If you’ve been following this newsletter for a while, you’ve heard me being vocal about the opportunity and need for secondaries.

  • LPs are demanding liquidity, and GPs are desperate for DPI

  • Companies are staying private longer, but return assumptions are not

  • Venture math is broken, overly reliant on outlier outcomes, and the middle of the portfolio is being ignored

I have had my own thoughts on this trend for a while, but nothing has captured what I have wanted to say better than this piece by Hunter Walk (GP @ Homebrew).

Here’s his thinking on where we’re going and why VCs are increasingly becoming more of traders than investors …

P.S. 🎧 We’re giving away a pair of Airpods Pro 2 to one lucky reader …

Whoever refers the most new subscribers this quarter (ending June 30) will win a brand new pair of Airpods on us.

Today’s highlights

  • VCs becoming traders

  • The cost of liquidity

  • A Sequoia spinout raises $150m in a month

  • How to innovate when nothing is defensible

TOP
The third door of liquidity

I can take zero credit for this chart (shoutout Hunter Walk), but this is one of the best tables I have read that explains how we got to where we are today, the need for secondaries, and where we go from this point forward.

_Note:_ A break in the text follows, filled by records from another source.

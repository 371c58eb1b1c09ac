//! C3: chromosome validity, the random feasible column sampler, and repair.

use rand::Rng;
use types::{AvailabilityMask, Chromosome, DAYS};

use crate::context::SolveContext;

#[cfg(test)]
mod tests {
    use super::*;
    use proptest::prelude::*;
    use rand_chacha::rand_core::SeedableRng;
    use rand_chacha::ChaCha8Rng;
    use std::collections::HashMap;
    use types::{
        Class, ClassId, GroupedRule, PairableRule, Requirement, RequirementId, Room,
        RoomCompatibility, RoomId, SolveConfig, SolveInput, Subject, SubjectId, Teacher, TeacherId,
    };

    fn two_block_ctx() -> SolveContext {
        let t1 = TeacherId(1);
        let t2 = TeacherId(2);
        let c1 = ClassId(1);
        let c2 = ClassId(2);
        let s1 = SubjectId(1);
        let s2 = SubjectId(2);
        let r1 = RoomId(1);

        let mut room_compat = HashMap::new();
        room_compat.insert(s1, [r1].into_iter().collect());
        room_compat.insert(s2, [r1].into_iter().collect());

        let input = SolveInput {
            requirements: vec![
                Requirement {
                    id: RequirementId(1),
                    teacher: t1,
                    class: c1,
                    subject: s1,
                    hours: 4,
                },
                Requirement {
                    id: RequirementId(2),
                    teacher: t2,
                    class: c2,
                    subject: s2,
                    hours: 0,
                },
            ],
            teachers: vec![
                Teacher {
                    id: t1,
                    availability: AvailabilityMask::ALL,
                },
                Teacher {
                    id: t2,
                    availability: AvailabilityMask::NONE,
                },
            ],
            classes: vec![Class { id: c1 }, Class { id: c2 }],
            subjects: vec![
                Subject { id: s1, border: false },
                Subject { id: s2, border: false },
            ],
            rooms: vec![Room { id: r1 }],
            room_compat: RoomCompatibility(room_compat),
            pairable: PairableRule::default(),
            grouped: Vec::<GroupedRule>::new(),
            config: SolveConfig {
                population_size: 2,
                generations: 1,
                alphas: Default::default(),
                mutation_rate: 0.1,
                elitism_count: 1,
                horizon: 8,
                day_time_budget_ms: 1000,
                relative_gap: 0.1,
                seed: 1,
            },
        };
        SolveContext::build(input).unwrap()
    }

    #[test]
    fn zero_hours_yields_zero_column() {
        let mut rng = ChaCha8Rng::seed_from_u64(3);
        let col = sample_column(AvailabilityMask::ALL, 0, &mut rng);
        assert_eq!(col, [0u8; 5]);
    }

    #[test]
    fn ten_hours_saturates_at_two_per_day() {
        let mut rng = ChaCha8Rng::seed_from_u64(7);
        let col = sample_column(AvailabilityMask::ALL, 10, &mut rng);
        assert_eq!(col, [2, 2, 2, 2, 2]);
    }

    #[test]
    fn all_zero_mask_with_zero_hours_is_valid() {
        let mut rng = ChaCha8Rng::seed_from_u64(4);
        let col = sample_column(AvailabilityMask::NONE, 0, &mut rng);
        assert_eq!(col, [0u8; 5]);
    }

    #[test]
    fn sample_conserves_total_hours() {
        let ctx = two_block_ctx();
        let mut rng = ChaCha8Rng::seed_from_u64(9);
        let chrom = sample(&ctx, &mut rng);
        let total: u32 = (0..ctx.blocks.len()).map(|b| chrom.column_sum(b)).sum();
        let expected: u32 = ctx.blocks.iter().map(|b| b.hours).sum();
        assert_eq!(total, expected);
        assert!(valid(&ctx, &chrom));
    }

    #[test]
    fn chromosome_header_round_trips_against_current_blocks() {
        let ctx = two_block_ctx();
        let mut rng = ChaCha8Rng::seed_from_u64(5);
        let chrom = sample(&ctx, &mut rng);
        let header = chrom.header(&ctx.blocks);
        assert!(header.matches(&ctx.blocks));
        assert!(valid(&ctx, &chrom));
    }

    proptest! {
        #[test]
        fn sample_column_satisfies_valid_invariants(mask_bits in 0u8..32, hours_raw in 0u32..=12, seed in any::<u64>()) {
            let mask = AvailabilityMask(mask_bits & 0b1_1111);
            let cap = 2 * mask.popcount();
            let hours = hours_raw.min(cap);
            let mut rng = ChaCha8Rng::seed_from_u64(seed);
            let col = sample_column(mask, hours, &mut rng);

            let sum: u32 = col.iter().map(|&c| c as u32).sum();
            prop_assert_eq!(sum, hours);
            for (d, &day) in DAYS.iter().enumerate() {
                prop_assert!(col[d] <= 2);
                if col[d] > 0 {
                    prop_assert!(mask.is_available(day));
                }
            }
        }

        #[test]
        fn repair_always_matches_target_and_support(
            mask_bits in 0u8..32,
            target_raw in 0u32..=10,
            a in -3i32..5, b in -3i32..5, c in -3i32..5, d in -3i32..5, e in -3i32..5,
            seed in any::<u64>(),
        ) {
            let mask = AvailabilityMask(mask_bits & 0b1_1111);
            let cap = 2 * mask.popcount();
            let target = target_raw.min(cap);
            let mut rng = ChaCha8Rng::seed_from_u64(seed);
            let col = repair(mask, target, [a, b, c, d, e], &mut rng);

            let sum: u32 = col.iter().map(|&c| c as u32).sum();
            prop_assert_eq!(sum, target);
            for (i, &day) in DAYS.iter().enumerate() {
                prop_assert!(col[i] <= 2);
                if col[i] > 0 {
                    prop_assert!(mask.is_available(day));
                }
            }
        }
    }
}

/// `valid(X)`: every column sum equals `h[b]`, every cell is in `[0, 2]`,
/// and a nonzero cell implies the block is available that day.
pub fn valid(ctx: &SolveContext, chrom: &Chromosome) -> bool {
    if chrom.cols() != ctx.blocks.len() {
        return false;
    }
    for (b, block) in ctx.blocks.iter().enumerate() {
        if chrom.column_sum(b) != block.hours {
            return false;
        }
        for (d, &day) in DAYS.iter().enumerate() {
            let v = chrom.get(d, b);
            if v > 2 {
                return false;
            }
            if v > 0 && !block.mask.is_available(day) {
                return false;
            }
        }
    }
    true
}

/// Draws a fresh chromosome: every column sampled independently.
pub fn sample(ctx: &SolveContext, rng: &mut impl Rng) -> Chromosome {
    let mut chrom = Chromosome::zeros(ctx.blocks.len());
    for (b, block) in ctx.blocks.iter().enumerate() {
        chrom.set_column(b, sample_column(block.mask, block.hours, rng));
    }
    chrom
}

/// Multinomial draw over the days available under `mask`, totalling
/// `hours`, with any cell over 2 clipped and its excess redrawn over the
/// same support until every cell is within bounds.
pub fn sample_column(mask: AvailabilityMask, hours: u32, rng: &mut impl Rng) -> [u8; 5] {
    let support: Vec<usize> = (0..5).filter(|&d| mask.is_available(DAYS[d])).collect();
    let mut counts = [0u8; 5];
    if hours == 0 || support.is_empty() {
        return counts;
    }

    for _ in 0..hours {
        let d = support[rng.gen_range(0..support.len())];
        counts[d] += 1;
    }

    loop {
        let mut excess = 0u32;
        for &d in &support {
            if counts[d] > 2 {
                excess += (counts[d] - 2) as u32;
                counts[d] = 2;
            }
        }
        if excess == 0 {
            break;
        }
        for _ in 0..excess {
            let d = support[rng.gen_range(0..support.len())];
            counts[d] += 1;
        }
    }
    counts
}

/// Repairs a column that arithmetic recombination may have pushed out of
/// bounds: clips negative cells, redistributes the debt proportionally
/// across the remaining positive mass, then tops up or trims to match
/// `target_hours` with a draw over the block's available days, finally
/// reapplying the cap-2 clip-and-redraw.
///
/// Adjustments are confined to `mask`'s support throughout: a cell outside
/// the block's availability must stay at zero, the same invariant
/// [`valid`] enforces everywhere else.
pub fn repair(mask: AvailabilityMask, target_hours: u32, column: [i32; 5], rng: &mut impl Rng) -> [u8; 5] {
    let support: Vec<usize> = (0..5).filter(|&d| mask.is_available(DAYS[d])).collect();
    let mut cells = [0i64; 5];
    let mut debt = 0i64;
    for d in 0..5 {
        if column[d] < 0 {
            debt += -(column[d] as i64);
        } else {
            cells[d] = column[d] as i64;
        }
    }

    while debt > 0 {
        let mass: i64 = cells.iter().sum();
        if mass <= 0 {
            break;
        }
        let mut took = 0i64;
        for d in 0..5 {
            if cells[d] <= 0 {
                continue;
            }
            let share = ((cells[d] * debt) as f64 / mass as f64).round() as i64;
            let share = share.min(cells[d]).min(debt - took);
            cells[d] -= share;
            took += share;
        }
        if took == 0 {
            // rounding starved every cell; take one unit from the heaviest
            if let Some((d, _)) = cells.iter().enumerate().max_by_key(|(_, v)| **v) {
                if cells[d] > 0 {
                    cells[d] -= 1;
                    took = 1;
                }
            }
        }
        debt -= took;
        if took == 0 {
            break;
        }
    }

    let mut counts = [0u8; 5];
    for d in 0..5 {
        counts[d] = cells[d].clamp(0, u8::MAX as i64) as u8;
    }

    let current: i64 = counts.iter().map(|&c| c as i64).sum();
    let diff = target_hours as i64 - current;
    if diff > 0 && !support.is_empty() {
        for _ in 0..diff {
            let d = support[rng.gen_range(0..support.len())];
            counts[d] = counts[d].saturating_add(1);
        }
    } else if diff < 0 {
        let mut to_remove = -diff;
        // Remove uniformly from whichever days currently hold hours.
        while to_remove > 0 {
            let holders: Vec<usize> = (0..5).filter(|&d| counts[d] > 0).collect();
            if holders.is_empty() {
                break;
            }
            let d = holders[rng.gen_range(0..holders.len())];
            counts[d] -= 1;
            to_remove -= 1;
        }
    }

    loop {
        let mut excess = 0u32;
        for &d in &support {
            if counts[d] > 2 {
                excess += (counts[d] - 2) as u32;
                counts[d] = 2;
            }
        }
        for d in 0..5 {
            if !support.contains(&d) && counts[d] > 0 {
                excess += counts[d] as u32;
                counts[d] = 0;
            }
        }
        if excess == 0 || support.is_empty() {
            break;
        }
        for _ in 0..excess {
            let d = support[rng.gen_range(0..support.len())];
            counts[d] += 1;
        }
    }
    counts
}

According to Hunter, here’s the logic underpinning why ‘buy and hold’ is being replaced by ‘buy and maybe sell’:

Was

Now

Impact on Early Stage

Timelines to Startup Exit

On average 7-10 years to IPO, M&A

10-12 years+ as founders want to keep companies private; narrative that ‘bar is higher’ to go public; more grow/crossover capital to support private companies; periods of slower M&A due to private company valuations and/or regulations

Delayed liquidity hurts LPs who manage to an IRR and even for Cash-on-Cash returns slows distributions which can be reinvested in VC and other classes

For the earliest funds (pre-seed, seed) this means instead of 10 year fund cycles for LPs, you’re seeing closer to 15, which fundamentally changes LP calculations about the asset class

CoInvestor Alignment

Mostly structural alignment across the venture sector. Everyone largely underwriting to the same outcome goals.

Growth investors were the ones who added structure to deals and best companies typically just raised a single growth round ahead of IPO.

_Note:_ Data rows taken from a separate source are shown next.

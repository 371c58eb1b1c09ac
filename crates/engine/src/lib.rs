//! Top-level entry point wiring C1–C6: block formation, the evolutionary
//! day-distribution search, and the per-day intraday scheduler. Generalizes
//! the teacher's `jobs::InMemJobs::enqueue` dispatch-to-solver shape into a
//! single synchronous call, since this workspace has no async job queue or
//! HTTP layer to enqueue onto.

use sched_core::SolveContext;
use tracing::info;
use types::{Placement, Plan, SolveError, SolveInput};

/// Runs the full pipeline for one instance and returns the placed schedule.
/// Configuration errors and block infeasibility are returned before any
/// generation runs (spec §7); a day that cannot be scheduled at all aborts
/// with `SolveError::DayInfeasible`, but a day that merely exceeded its
/// time budget is recorded in `Plan::timed_out_days` instead.
pub fn solve(input: SolveInput) -> Result<Plan, SolveError> {
    let ctx = SolveContext::build(input)?;
    info!(blocks = ctx.num_blocks(), "block formation complete");

    let evolution = solver_heur::run(&ctx)?;
    info!(fitness = evolution.fitness, "day-distribution search complete");

    let chromosome = evolution.chromosome;
    let day_hours = move |d: usize, b: usize| chromosome.get(d, b) as u32;
    let (placements, timed_out_days): (Vec<Placement>, Vec<u8>) =
        solver_daysched::solve_all_days(&ctx, &day_hours)?;

    Ok(Plan {
        placements,
        timed_out_days,
    })
}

The dominance (in scale) of the multibillion dollar AUM holders, who are often underwriting to lower outcomes and needing to put more capital to work. That is, they rather have a 5x with $300m in the company than a 10x with only $30m invested.

The alignment gap between investors starts at the Series A, meaning earlier preferred investors cannot assume their interests are always aligned with the rest of the cap table. Angels and seed investors are better off thinking of themselves as common with a 1x preference once tens and hundreds of millions of dollars have been raised by a company.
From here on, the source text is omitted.